* _Activity_
Within the data below, find the string "scoring" and return each line where it occurs.

* _Stored data entries_
* * * * * * * * *

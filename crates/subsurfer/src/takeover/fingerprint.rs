use crate::Result;
use serde::{Deserialize, Serialize};
use std::path::Path;
use tracing::{debug, warn};

const EMBEDDED_FINGERPRINTS: &str = include_str!("../../data/fingerprints.json");

/// Signature of a third-party service whose dangling resources can be
/// claimed again.
#[derive(Debug, Clone, PartialEq, Eq, Serialize, Deserialize)]
pub struct FingerprintRecord {
    pub service: String,
    #[serde(rename = "cname", default)]
    pub cname_patterns: Vec<String>,
    #[serde(rename = "http_status", default)]
    pub accepted_statuses: Vec<u16>,
    #[serde(rename = "fingerprint", default)]
    pub body_patterns: Vec<String>,
}

impl FingerprintRecord {
    pub fn matches(&self, cname: &str, status: u16, body: &str) -> bool {
        self.cname_patterns
            .iter()
            .any(|pattern| cname.contains(pattern.as_str()))
            && self.accepted_statuses.contains(&status)
            && self
                .body_patterns
                .iter()
                .any(|pattern| body.contains(pattern.as_str()))
    }
}

/// Ordered records; the first matching one wins.
#[derive(Debug, Clone, Default)]
pub struct FingerprintStore {
    records: Vec<FingerprintRecord>,
}

impl FingerprintStore {
    pub fn new(records: Vec<FingerprintRecord>) -> Self {
        // an empty pattern would match every cname or body
        let records = records
            .into_iter()
            .map(|mut record| {
                record.cname_patterns.retain(|pattern| !pattern.is_empty());
                record.body_patterns.retain(|pattern| !pattern.is_empty());
                record
            })
            .collect();

        Self { records }
    }

    pub fn from_json(json: &str) -> Result<Self> {
        let records: Vec<FingerprintRecord> = serde_json::from_str(json)?;
        Ok(Self::new(records))
    }

    pub fn embedded() -> Self {
        Self::from_json(EMBEDDED_FINGERPRINTS).unwrap_or_else(|err| {
            warn!("Embedded fingerprints unusable, takeover checks disabled: {}", err);
            Self::default()
        })
    }

    /// A missing or malformed file disables takeover detection instead of
    /// aborting the scan.
    pub fn load_or_empty(path: &Path) -> Self {
        let store = std::fs::read_to_string(path)
            .map_err(crate::Error::from)
            .and_then(|json| Self::from_json(&json));

        match store {
            Ok(store) => {
                debug!("{} fingerprints loaded from {:?}", store.len(), path);
                store
            }
            Err(err) => {
                warn!("Fingerprints {:?} unusable, takeover checks disabled: {}", path, err);
                Self::default()
            }
        }
    }

    pub fn match_first(&self, cname: &str, status: u16, body: &str) -> Option<&FingerprintRecord> {
        self.records
            .iter()
            .find(|record| record.matches(cname, status, body))
    }

    pub fn records(&self) -> &[FingerprintRecord] {
        &self.records
    }

    pub fn len(&self) -> usize {
        self.records.len()
    }

    pub fn is_empty(&self) -> bool {
        self.records.is_empty()
    }
}
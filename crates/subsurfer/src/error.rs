use derive_more::From;

pub type Result<T> = core::result::Result<T, Error>;

#[derive(Debug, From)]
pub enum Error {
    // -- Input
    InvalidDomain(String),
    CliUsage(String),

    // -- Sources
    InvalidHttpResponse(String),
    RateLimited(String),
    Timeout(String),

    // -- Externals
    #[from]
    File(std::io::Error),

    #[from]
    Fmt(std::fmt::Error),

    #[from]
    Reqwest(reqwest::Error),

    #[from]
    SerdeJson(serde_json::Error),

    #[from]
    Resolve(hickory_resolver::error::ResolveError),

    #[from]
    DnsProto(hickory_resolver::proto::error::ProtoError),

    #[from]
    Subscriber(tracing::subscriber::SetGlobalDefaultError),
}

// region:    --- Error Boilerplate

impl core::fmt::Display for Error {
    fn fmt(&self, fmt: &mut core::fmt::Formatter) -> core::result::Result<(), core::fmt::Error> {
        write!(fmt, "{self:?}")
    }
}

impl std::error::Error for Error {}

// endregion: --- Error Boilerplate
//! NATS message consumer for incoming scoring requests

use anyhow::Result;
use async_nats::{Client, Subscriber};
use tracing::info;

/// Consumer for receiving scoring requests from NATS
pub struct RequestConsumer {
    client: Client,
    subject: String,
}

impl RequestConsumer {
    /// Create a new request consumer
    pub fn new(client: Client, subject: &str) -> Self {
        Self {
            client,
            subject: subject.to_string(),
        }
    }

    /// Subscribe to the scoring request subject
    pub async fn subscribe(&self) -> Result<Subscriber> {
        let subscriber = self.client.subscribe(self.subject.clone()).await?;
        info!(subject = %self.subject, "Subscribed to scoring request subject");
        Ok(subscriber)
    }

    /// Get the subject name
    pub fn subject(&self) -> &str {
        &self.subject
    }
}

#[cfg(test)]
mod tests {
    // Integration tests would require a running NATS server
}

* * * * * * * * *

* _Task solution_
//! NATS message consumer for incoming scoring requests
/// Consumer for receiving scoring requests from NATS
    /// Subscribe to the scoring request subject
        info!(subject = %self.subject, "Subscribed to scoring request subject");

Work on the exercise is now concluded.